◆ **Task to carry out**:
Your answer should be the lines of the material that include the word "lookup".

-*-

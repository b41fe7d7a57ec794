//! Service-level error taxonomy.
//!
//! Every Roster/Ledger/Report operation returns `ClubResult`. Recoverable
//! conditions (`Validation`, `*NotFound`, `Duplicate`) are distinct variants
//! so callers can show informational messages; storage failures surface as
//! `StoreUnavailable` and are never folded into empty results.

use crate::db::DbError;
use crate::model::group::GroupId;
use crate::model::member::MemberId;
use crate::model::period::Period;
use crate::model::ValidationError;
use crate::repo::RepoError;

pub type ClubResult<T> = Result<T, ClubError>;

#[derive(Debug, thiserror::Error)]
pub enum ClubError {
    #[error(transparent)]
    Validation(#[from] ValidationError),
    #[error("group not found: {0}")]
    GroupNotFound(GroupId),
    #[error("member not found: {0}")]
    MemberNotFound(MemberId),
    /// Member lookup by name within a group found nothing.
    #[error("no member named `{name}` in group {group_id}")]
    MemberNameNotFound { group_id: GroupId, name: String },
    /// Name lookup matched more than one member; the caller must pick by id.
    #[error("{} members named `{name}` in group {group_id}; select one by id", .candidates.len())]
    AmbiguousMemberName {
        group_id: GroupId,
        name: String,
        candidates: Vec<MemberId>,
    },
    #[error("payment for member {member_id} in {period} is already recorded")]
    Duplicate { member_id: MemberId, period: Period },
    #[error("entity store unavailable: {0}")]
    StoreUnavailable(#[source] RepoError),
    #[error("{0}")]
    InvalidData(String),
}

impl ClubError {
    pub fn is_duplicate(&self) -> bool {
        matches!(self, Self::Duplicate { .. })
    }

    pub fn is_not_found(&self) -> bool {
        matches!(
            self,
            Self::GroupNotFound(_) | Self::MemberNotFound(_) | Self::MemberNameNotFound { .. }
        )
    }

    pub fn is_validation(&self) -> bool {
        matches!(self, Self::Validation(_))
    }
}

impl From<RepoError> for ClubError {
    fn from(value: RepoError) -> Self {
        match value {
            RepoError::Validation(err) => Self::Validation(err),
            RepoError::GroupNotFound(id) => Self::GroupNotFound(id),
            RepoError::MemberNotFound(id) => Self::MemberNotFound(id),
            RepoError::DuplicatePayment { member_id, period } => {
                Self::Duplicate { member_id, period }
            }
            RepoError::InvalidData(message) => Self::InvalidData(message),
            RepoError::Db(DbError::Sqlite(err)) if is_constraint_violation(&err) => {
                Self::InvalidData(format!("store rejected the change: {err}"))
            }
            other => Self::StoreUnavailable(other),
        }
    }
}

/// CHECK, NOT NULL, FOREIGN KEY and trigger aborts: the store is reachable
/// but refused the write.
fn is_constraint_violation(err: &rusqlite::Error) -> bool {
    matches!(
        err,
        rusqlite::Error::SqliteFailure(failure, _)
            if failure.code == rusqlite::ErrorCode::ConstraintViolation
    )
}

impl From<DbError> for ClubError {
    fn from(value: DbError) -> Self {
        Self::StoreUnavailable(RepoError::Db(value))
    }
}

-*-

◆ **Written response**:
    /// Member lookup by name within a group found nothing.
    /// Name lookup matched more than one member; the caller must pick by id.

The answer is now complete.